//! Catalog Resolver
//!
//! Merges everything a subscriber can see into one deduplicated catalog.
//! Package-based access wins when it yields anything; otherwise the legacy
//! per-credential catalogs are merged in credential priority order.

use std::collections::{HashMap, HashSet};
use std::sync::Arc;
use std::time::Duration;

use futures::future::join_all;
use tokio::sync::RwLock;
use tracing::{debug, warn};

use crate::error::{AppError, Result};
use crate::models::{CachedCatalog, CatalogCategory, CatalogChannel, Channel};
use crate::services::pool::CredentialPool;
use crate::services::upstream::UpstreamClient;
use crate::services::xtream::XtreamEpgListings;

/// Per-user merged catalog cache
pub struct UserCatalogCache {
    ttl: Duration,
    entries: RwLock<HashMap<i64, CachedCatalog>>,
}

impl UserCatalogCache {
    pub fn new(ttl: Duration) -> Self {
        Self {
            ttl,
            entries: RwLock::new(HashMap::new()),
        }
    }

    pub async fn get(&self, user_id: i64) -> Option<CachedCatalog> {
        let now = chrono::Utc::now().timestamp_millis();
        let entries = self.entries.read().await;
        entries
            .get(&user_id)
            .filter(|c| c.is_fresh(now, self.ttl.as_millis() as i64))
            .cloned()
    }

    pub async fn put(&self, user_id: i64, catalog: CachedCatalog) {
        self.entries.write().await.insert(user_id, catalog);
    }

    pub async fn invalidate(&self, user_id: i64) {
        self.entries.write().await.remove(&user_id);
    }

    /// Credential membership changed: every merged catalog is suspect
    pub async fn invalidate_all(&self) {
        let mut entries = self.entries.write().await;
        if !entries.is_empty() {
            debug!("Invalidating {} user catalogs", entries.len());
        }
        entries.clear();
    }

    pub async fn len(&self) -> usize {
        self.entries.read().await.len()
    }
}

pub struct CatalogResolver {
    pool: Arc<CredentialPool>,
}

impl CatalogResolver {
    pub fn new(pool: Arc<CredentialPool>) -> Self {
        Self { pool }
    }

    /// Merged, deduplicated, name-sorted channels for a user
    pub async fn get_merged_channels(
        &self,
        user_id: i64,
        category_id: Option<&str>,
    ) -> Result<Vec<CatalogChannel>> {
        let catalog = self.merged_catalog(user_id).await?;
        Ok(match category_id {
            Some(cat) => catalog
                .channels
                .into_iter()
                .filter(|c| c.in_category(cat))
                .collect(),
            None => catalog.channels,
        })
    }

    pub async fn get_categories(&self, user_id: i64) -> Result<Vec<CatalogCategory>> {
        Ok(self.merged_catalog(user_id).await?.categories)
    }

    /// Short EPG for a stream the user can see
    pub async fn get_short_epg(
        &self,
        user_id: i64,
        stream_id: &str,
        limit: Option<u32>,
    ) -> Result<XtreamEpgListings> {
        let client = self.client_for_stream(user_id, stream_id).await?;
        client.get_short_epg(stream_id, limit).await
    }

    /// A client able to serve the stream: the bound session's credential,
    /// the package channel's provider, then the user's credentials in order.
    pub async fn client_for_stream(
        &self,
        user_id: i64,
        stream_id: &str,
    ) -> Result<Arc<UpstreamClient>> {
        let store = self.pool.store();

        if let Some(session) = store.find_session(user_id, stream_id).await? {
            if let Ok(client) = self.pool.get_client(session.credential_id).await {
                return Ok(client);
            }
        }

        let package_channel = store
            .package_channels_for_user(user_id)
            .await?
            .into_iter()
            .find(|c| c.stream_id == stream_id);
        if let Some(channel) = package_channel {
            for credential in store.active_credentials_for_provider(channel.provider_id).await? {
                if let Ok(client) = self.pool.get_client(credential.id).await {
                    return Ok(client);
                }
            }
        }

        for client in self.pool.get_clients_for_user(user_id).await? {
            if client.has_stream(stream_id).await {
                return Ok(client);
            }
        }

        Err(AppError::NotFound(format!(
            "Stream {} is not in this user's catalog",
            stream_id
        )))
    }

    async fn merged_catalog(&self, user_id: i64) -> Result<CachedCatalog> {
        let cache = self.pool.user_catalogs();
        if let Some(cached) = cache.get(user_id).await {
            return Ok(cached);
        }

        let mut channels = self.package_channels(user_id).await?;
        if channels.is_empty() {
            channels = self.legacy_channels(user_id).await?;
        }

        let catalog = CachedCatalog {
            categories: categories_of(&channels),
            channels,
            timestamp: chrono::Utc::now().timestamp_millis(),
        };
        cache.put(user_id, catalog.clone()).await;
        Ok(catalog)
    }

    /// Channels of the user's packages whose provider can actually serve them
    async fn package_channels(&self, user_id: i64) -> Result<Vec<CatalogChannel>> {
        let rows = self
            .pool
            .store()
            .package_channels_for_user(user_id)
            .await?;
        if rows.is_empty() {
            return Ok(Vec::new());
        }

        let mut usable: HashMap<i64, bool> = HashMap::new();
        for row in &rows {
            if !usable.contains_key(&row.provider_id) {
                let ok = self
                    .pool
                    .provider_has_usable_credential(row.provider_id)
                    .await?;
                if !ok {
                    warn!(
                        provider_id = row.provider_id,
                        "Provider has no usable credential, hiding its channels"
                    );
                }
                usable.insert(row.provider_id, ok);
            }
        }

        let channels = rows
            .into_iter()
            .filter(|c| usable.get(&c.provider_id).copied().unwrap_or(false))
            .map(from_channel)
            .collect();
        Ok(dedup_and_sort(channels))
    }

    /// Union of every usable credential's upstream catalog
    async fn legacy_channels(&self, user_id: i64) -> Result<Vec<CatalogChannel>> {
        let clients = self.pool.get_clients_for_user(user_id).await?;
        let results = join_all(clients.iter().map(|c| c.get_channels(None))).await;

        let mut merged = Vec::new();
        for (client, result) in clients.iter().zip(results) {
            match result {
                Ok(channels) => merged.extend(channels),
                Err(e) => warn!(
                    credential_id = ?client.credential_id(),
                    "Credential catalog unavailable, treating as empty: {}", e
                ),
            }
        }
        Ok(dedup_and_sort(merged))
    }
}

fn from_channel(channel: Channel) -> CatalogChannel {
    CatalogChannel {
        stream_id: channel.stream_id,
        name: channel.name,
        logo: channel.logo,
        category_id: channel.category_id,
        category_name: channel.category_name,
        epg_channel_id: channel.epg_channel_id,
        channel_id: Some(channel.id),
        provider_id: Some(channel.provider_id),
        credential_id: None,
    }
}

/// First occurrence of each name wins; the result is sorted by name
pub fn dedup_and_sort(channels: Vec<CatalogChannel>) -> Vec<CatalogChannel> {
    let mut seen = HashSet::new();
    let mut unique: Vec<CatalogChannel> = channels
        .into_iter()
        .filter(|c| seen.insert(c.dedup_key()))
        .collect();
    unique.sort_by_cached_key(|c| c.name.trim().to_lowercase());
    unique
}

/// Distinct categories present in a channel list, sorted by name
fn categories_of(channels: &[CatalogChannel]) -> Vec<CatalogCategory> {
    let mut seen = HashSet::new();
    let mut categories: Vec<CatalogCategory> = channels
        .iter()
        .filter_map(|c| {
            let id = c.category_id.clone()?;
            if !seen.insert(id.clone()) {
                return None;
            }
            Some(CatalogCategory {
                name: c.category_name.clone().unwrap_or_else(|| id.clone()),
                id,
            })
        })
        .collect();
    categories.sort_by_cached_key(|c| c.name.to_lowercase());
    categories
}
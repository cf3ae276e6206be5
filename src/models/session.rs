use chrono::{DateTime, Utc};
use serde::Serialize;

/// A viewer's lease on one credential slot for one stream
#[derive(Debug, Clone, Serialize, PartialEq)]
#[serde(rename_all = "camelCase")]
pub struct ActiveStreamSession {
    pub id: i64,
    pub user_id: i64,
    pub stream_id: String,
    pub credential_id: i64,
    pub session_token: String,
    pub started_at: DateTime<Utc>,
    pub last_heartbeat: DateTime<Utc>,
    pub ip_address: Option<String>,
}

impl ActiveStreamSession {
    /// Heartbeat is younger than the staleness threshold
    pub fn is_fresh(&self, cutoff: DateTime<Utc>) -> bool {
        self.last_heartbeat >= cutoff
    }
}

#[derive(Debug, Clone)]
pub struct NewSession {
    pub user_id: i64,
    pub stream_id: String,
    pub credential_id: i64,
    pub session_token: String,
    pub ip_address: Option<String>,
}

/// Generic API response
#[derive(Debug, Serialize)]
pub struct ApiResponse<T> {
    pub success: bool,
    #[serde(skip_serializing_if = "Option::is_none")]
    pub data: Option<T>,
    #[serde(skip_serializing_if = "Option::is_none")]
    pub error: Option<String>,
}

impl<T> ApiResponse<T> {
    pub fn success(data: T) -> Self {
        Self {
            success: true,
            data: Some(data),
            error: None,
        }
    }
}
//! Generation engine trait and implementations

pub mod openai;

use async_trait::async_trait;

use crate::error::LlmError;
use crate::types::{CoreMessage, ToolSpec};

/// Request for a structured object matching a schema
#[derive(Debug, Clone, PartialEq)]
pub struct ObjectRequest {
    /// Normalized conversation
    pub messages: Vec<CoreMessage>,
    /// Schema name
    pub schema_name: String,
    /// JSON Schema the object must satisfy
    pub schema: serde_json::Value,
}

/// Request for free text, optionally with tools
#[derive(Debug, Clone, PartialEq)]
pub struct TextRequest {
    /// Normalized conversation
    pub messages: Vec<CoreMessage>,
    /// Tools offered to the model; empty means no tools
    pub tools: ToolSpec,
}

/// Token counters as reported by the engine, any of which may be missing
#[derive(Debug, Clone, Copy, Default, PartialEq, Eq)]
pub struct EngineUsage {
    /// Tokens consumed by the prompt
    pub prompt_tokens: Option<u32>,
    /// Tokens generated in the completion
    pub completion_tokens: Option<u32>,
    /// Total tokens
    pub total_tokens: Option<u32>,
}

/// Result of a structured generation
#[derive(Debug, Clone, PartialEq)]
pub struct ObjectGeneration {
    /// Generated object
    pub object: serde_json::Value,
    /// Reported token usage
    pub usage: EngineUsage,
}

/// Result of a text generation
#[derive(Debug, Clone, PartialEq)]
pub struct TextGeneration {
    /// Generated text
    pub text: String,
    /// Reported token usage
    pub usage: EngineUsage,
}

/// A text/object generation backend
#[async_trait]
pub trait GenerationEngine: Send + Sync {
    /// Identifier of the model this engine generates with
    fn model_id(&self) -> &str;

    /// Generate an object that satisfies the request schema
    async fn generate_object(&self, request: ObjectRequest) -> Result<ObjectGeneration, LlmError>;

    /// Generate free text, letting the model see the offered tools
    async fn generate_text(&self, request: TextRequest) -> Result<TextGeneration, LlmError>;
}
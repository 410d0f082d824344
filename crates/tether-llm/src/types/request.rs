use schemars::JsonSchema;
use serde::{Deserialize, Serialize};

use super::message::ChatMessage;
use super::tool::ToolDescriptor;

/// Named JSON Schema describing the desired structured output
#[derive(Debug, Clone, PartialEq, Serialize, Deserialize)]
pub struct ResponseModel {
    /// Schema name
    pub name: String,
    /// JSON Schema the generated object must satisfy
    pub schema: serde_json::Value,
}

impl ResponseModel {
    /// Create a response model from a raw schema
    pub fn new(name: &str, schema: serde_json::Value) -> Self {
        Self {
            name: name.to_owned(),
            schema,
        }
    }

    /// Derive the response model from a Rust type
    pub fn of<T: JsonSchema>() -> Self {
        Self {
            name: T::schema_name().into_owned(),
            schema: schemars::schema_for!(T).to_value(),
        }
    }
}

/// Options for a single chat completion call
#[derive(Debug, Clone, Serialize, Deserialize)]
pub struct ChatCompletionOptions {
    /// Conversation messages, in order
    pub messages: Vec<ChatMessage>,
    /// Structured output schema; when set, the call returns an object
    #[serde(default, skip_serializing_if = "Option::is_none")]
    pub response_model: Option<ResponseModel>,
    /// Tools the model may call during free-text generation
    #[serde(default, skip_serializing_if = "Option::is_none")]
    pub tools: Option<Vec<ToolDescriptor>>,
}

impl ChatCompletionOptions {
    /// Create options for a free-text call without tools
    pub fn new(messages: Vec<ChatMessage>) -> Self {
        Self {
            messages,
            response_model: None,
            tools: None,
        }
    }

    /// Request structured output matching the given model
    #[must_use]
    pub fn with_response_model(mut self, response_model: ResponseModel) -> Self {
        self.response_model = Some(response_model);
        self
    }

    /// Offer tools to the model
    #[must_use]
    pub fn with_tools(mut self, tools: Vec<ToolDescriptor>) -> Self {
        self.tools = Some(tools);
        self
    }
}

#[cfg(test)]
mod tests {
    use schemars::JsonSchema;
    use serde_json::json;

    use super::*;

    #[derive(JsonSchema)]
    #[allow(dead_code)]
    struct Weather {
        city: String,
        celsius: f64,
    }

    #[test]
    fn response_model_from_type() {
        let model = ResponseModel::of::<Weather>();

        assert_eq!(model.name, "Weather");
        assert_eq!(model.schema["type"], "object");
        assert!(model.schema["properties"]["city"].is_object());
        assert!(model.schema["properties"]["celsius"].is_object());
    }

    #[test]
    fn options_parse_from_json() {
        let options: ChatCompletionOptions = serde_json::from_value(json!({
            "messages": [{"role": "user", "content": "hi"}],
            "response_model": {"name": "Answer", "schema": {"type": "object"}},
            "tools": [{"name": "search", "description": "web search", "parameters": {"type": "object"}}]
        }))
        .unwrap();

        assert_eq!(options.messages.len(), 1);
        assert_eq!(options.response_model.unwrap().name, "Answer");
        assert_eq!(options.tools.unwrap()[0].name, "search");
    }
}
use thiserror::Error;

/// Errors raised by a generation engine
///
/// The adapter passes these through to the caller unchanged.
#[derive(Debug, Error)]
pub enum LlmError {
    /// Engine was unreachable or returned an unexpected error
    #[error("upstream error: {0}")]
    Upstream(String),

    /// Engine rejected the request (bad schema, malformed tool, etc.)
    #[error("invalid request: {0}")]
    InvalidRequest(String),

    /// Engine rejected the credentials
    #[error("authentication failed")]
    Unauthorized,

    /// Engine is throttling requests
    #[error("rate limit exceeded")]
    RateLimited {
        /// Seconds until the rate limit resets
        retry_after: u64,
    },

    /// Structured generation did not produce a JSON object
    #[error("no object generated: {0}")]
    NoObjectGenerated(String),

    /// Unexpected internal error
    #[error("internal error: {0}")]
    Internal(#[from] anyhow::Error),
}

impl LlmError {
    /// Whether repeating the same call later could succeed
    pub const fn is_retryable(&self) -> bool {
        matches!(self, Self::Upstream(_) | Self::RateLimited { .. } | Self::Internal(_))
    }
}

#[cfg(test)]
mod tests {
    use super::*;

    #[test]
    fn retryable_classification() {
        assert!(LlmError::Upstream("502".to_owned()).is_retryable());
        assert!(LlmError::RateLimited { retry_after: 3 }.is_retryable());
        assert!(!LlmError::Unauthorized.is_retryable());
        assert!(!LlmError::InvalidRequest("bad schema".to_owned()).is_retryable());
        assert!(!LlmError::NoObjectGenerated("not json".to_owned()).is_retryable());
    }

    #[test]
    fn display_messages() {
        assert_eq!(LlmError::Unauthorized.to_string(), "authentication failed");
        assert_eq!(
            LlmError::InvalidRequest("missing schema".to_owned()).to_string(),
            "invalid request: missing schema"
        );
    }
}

▶ [Exercise objective] Starting with the first line of the listing above, copy each line exactly until you have copied the line containing "use crate::services::xtream::XtreamEpgListings;". Stop there.

▶ [Response]
//! Catalog Resolver
//!
//! Merges everything a subscriber can see into one deduplicated catalog.
//! Package-based access wins when it yields anything; otherwise the legacy
//! per-credential catalogs are merged in credential priority order.

use std::collections::{HashMap, HashSet};
use std::sync::Arc;
use std::time::Duration;

use futures::future::join_all;
use tokio::sync::RwLock;
use tracing::{debug, warn};

use crate::error::{AppError, Result};
use crate::models::{CachedCatalog, CatalogCategory, CatalogChannel, Channel};
use crate::services::pool::CredentialPool;
use crate::services::upstream::UpstreamClient;
use crate::services::xtream::XtreamEpgListings;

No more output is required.